Please copy each line of the records below that includes the word "types".
##### DATA FOR THIS TASK
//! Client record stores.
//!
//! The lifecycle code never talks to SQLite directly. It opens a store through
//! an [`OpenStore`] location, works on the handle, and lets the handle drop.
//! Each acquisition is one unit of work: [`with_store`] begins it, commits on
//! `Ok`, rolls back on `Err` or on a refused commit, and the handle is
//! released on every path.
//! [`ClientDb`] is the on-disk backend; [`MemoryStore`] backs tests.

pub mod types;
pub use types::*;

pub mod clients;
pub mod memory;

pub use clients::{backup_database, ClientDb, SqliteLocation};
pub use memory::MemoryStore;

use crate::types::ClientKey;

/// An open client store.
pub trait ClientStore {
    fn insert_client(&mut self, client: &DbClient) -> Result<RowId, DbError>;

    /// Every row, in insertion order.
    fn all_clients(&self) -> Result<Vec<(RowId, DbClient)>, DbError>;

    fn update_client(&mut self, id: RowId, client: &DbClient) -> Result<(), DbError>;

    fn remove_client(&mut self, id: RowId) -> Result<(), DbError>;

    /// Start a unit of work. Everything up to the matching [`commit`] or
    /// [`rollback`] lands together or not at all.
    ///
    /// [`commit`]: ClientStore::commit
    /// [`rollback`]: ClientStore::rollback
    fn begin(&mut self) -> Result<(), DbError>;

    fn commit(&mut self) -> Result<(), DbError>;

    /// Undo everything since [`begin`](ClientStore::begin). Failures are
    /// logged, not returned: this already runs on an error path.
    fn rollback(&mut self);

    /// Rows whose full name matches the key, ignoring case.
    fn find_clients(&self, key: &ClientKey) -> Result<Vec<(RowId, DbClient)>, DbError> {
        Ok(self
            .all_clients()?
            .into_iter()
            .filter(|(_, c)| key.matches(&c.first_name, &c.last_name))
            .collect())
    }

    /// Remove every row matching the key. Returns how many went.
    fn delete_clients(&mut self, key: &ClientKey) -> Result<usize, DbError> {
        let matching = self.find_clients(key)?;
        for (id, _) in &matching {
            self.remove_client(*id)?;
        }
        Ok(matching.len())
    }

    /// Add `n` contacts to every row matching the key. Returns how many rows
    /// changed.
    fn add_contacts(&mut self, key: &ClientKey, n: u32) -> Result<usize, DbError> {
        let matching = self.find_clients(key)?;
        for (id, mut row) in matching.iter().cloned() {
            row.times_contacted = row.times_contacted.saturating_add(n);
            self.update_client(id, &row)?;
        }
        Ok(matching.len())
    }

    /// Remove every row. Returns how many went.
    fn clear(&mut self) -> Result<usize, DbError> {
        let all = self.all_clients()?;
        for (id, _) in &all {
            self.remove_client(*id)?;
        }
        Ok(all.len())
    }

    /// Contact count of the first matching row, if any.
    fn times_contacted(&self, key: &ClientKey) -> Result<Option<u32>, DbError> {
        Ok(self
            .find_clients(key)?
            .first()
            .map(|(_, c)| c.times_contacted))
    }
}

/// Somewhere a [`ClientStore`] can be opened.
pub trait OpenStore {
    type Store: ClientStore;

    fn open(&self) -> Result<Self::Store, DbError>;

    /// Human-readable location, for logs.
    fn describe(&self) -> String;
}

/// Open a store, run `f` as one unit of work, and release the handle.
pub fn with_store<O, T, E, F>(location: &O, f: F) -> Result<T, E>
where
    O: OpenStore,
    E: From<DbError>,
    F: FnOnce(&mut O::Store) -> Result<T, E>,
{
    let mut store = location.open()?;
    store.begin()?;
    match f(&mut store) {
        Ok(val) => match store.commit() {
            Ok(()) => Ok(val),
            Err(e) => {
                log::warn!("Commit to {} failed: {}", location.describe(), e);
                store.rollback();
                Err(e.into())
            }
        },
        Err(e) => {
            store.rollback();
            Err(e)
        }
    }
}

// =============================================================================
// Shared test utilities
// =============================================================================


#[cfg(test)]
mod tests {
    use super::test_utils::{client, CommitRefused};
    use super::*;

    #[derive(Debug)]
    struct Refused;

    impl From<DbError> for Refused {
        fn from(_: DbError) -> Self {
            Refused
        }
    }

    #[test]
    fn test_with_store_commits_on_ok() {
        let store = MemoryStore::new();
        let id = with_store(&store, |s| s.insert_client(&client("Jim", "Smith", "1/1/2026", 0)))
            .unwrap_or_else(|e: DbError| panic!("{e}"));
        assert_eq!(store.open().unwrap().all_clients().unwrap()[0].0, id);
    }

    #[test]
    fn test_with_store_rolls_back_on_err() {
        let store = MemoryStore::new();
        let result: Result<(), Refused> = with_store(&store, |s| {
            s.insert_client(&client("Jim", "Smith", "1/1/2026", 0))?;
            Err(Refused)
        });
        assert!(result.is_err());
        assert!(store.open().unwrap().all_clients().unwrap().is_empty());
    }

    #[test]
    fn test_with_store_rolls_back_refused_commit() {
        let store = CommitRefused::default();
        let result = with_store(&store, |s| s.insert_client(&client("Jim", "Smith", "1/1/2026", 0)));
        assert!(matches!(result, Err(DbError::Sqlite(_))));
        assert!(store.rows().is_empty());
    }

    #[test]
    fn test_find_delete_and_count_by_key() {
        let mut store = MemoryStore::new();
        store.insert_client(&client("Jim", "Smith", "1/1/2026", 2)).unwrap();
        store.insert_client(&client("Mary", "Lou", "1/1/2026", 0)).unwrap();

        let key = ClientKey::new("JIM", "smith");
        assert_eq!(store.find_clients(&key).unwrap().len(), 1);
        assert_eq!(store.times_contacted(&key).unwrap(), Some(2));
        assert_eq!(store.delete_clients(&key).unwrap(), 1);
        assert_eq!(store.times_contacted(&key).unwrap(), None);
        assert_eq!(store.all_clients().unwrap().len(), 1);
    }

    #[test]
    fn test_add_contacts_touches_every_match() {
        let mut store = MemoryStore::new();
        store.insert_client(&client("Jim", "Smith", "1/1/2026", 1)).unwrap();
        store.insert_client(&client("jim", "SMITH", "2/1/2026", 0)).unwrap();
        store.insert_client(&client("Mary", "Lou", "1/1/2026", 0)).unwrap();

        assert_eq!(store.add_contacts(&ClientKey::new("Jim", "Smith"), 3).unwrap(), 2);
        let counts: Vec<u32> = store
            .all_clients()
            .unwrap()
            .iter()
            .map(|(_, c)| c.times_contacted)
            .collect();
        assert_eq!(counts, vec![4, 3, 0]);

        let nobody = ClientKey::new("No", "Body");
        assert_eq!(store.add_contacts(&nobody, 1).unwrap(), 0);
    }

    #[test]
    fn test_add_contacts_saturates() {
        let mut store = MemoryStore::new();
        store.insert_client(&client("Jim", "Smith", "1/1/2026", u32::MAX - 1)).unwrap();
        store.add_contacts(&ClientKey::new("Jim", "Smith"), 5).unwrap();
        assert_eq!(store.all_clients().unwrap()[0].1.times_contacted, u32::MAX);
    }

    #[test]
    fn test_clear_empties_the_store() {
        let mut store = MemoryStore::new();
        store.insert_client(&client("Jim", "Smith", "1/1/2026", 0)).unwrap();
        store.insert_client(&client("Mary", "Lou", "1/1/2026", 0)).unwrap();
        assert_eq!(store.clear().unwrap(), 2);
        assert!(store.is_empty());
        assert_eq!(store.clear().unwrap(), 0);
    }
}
##########
## WRITTEN SOLUTION
pub mod types;
pub use types::*;
use crate::types::ClientKey;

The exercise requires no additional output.